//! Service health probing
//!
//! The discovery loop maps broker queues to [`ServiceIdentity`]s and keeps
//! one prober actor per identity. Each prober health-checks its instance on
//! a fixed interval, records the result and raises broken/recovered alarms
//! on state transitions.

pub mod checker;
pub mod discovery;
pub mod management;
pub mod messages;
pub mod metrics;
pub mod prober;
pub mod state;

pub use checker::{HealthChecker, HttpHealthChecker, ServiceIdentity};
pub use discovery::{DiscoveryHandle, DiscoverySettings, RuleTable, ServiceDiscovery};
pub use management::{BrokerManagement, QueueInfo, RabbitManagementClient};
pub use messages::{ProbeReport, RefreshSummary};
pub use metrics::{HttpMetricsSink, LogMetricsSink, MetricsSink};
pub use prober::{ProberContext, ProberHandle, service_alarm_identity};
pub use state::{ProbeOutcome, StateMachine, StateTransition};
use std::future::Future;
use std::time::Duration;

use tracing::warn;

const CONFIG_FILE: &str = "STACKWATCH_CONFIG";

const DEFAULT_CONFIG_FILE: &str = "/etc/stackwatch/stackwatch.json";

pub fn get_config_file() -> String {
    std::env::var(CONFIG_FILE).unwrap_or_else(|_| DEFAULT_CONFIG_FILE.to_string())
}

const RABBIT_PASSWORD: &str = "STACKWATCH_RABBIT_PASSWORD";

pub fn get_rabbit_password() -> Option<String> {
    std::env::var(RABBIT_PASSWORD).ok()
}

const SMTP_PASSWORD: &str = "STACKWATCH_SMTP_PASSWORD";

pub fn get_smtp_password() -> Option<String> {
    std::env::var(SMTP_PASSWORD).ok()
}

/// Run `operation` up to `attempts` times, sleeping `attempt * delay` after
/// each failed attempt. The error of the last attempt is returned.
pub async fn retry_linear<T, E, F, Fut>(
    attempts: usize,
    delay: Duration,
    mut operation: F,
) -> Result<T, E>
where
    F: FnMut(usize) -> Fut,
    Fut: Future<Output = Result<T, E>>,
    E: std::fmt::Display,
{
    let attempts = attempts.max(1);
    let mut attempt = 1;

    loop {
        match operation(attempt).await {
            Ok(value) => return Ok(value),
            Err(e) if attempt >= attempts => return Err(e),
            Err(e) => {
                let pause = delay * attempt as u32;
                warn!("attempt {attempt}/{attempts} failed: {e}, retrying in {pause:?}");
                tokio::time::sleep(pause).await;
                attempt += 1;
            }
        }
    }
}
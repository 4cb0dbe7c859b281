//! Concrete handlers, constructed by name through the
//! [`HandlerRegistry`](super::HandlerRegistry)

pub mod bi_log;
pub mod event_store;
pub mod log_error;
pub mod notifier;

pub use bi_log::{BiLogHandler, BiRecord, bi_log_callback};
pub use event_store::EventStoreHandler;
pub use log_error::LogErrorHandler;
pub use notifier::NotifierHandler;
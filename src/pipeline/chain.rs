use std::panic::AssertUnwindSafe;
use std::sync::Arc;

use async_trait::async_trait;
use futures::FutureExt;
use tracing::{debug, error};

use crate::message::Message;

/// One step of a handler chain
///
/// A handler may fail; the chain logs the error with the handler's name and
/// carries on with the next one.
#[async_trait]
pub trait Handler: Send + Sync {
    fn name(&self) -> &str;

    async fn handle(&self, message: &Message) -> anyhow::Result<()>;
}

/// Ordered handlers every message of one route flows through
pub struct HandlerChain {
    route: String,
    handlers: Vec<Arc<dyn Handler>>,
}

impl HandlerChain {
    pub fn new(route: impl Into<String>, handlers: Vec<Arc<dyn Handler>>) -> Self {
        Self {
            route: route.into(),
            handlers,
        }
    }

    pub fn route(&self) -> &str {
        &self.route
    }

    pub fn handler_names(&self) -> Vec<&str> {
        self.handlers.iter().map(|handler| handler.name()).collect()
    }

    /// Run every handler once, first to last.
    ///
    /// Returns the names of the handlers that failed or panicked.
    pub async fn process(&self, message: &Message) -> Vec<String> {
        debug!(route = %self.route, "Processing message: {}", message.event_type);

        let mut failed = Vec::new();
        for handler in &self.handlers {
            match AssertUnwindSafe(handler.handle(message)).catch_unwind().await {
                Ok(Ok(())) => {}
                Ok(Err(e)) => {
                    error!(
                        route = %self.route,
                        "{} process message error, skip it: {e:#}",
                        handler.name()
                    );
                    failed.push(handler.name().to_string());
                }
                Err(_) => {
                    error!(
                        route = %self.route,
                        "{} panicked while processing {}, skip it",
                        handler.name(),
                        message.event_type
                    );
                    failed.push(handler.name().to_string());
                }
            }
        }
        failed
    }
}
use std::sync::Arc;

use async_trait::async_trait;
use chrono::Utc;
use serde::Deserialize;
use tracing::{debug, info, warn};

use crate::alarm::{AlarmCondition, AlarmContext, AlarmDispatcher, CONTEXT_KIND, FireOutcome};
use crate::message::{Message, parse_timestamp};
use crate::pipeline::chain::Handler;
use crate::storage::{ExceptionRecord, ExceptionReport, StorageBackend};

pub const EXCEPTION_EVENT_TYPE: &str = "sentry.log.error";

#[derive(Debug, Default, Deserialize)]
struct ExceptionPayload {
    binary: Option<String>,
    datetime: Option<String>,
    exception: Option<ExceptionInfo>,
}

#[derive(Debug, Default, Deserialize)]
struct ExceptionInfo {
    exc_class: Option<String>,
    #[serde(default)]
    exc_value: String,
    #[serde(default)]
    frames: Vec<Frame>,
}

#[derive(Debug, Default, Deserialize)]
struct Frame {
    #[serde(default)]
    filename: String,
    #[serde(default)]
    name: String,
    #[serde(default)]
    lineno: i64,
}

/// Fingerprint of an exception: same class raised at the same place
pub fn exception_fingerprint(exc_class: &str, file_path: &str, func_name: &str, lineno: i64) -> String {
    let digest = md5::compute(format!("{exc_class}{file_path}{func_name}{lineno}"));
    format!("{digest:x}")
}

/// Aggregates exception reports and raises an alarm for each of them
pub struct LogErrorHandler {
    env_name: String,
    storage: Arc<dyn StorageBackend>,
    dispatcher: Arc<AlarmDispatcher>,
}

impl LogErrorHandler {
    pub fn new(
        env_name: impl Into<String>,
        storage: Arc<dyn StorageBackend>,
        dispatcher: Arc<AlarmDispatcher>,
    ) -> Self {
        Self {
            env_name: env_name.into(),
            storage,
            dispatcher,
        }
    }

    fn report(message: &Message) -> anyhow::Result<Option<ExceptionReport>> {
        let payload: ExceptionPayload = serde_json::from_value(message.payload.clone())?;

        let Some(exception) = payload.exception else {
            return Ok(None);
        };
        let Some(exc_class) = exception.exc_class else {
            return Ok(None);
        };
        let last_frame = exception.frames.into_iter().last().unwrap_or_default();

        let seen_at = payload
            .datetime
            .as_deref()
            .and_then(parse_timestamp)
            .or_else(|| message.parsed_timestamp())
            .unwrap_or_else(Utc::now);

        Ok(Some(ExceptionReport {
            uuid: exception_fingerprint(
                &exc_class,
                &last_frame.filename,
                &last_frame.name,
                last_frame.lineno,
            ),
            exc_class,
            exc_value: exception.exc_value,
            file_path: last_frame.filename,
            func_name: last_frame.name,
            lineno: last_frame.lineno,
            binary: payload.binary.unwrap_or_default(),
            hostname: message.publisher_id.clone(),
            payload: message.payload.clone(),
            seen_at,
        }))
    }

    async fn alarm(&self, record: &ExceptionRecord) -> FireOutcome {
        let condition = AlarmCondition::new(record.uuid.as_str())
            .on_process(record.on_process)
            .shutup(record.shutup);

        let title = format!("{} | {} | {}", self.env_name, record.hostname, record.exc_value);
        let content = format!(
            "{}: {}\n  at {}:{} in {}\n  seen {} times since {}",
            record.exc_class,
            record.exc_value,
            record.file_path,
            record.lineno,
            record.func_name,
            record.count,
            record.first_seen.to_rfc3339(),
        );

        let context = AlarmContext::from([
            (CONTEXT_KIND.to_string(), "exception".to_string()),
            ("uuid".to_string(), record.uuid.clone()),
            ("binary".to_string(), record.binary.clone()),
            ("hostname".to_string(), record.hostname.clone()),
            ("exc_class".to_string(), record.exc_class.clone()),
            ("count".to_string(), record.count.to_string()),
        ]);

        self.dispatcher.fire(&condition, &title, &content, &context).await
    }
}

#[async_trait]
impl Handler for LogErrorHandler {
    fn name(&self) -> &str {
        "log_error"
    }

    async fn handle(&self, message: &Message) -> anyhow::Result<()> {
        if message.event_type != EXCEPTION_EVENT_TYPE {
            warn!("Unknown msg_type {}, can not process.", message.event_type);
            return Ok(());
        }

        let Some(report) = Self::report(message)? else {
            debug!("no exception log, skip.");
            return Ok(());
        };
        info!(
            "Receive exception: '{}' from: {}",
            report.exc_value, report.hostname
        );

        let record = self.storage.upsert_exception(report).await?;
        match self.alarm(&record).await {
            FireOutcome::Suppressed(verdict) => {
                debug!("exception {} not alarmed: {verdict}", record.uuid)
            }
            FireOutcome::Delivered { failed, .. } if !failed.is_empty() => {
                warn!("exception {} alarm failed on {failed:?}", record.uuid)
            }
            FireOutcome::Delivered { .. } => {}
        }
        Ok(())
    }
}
════════════════
▸ Directions for this task
Reproduce, exactly and without additions, the run of lines from the start of the listing above to the line bearing "F: FnMut(usize) ->", inclusive.

▸ Written solution
//! Service health probing
//!
//! The discovery loop maps broker queues to [`ServiceIdentity`]s and keeps
//! one prober actor per identity. Each prober health-checks its instance on
//! a fixed interval, records the result and raises broken/recovered alarms
//! on state transitions.

pub mod checker;
pub mod discovery;
pub mod management;
pub mod messages;
pub mod metrics;
pub mod prober;
pub mod state;

pub use checker::{HealthChecker, HttpHealthChecker, ServiceIdentity};
pub use discovery::{DiscoveryHandle, DiscoverySettings, RuleTable, ServiceDiscovery};
pub use management::{BrokerManagement, QueueInfo, RabbitManagementClient};
pub use messages::{ProbeReport, RefreshSummary};
pub use metrics::{HttpMetricsSink, LogMetricsSink, MetricsSink};
pub use prober::{ProberContext, ProberHandle, service_alarm_identity};
pub use state::{ProbeOutcome, StateMachine, StateTransition};
use std::future::Future;
use std::time::Duration;

use tracing::warn;

const CONFIG_FILE: &str = "STACKWATCH_CONFIG";

const DEFAULT_CONFIG_FILE: &str = "/etc/stackwatch/stackwatch.json";

pub fn get_config_file() -> String {
    std::env::var(CONFIG_FILE).unwrap_or_else(|_| DEFAULT_CONFIG_FILE.to_string())
}

const RABBIT_PASSWORD: &str = "STACKWATCH_RABBIT_PASSWORD";

pub fn get_rabbit_password() -> Option<String> {
    std::env::var(RABBIT_PASSWORD).ok()
}

const SMTP_PASSWORD: &str = "STACKWATCH_SMTP_PASSWORD";

pub fn get_smtp_password() -> Option<String> {
    std::env::var(SMTP_PASSWORD).ok()
}

/// Run `operation` up to `attempts` times, sleeping `attempt * delay` after
/// each failed attempt. The error of the last attempt is returned.
pub async fn retry_linear<T, E, F, Fut>(
    attempts: usize,
    delay: Duration,
    mut operation: F,
) -> Result<T, E>
where
    F: FnMut(usize) -> Fut,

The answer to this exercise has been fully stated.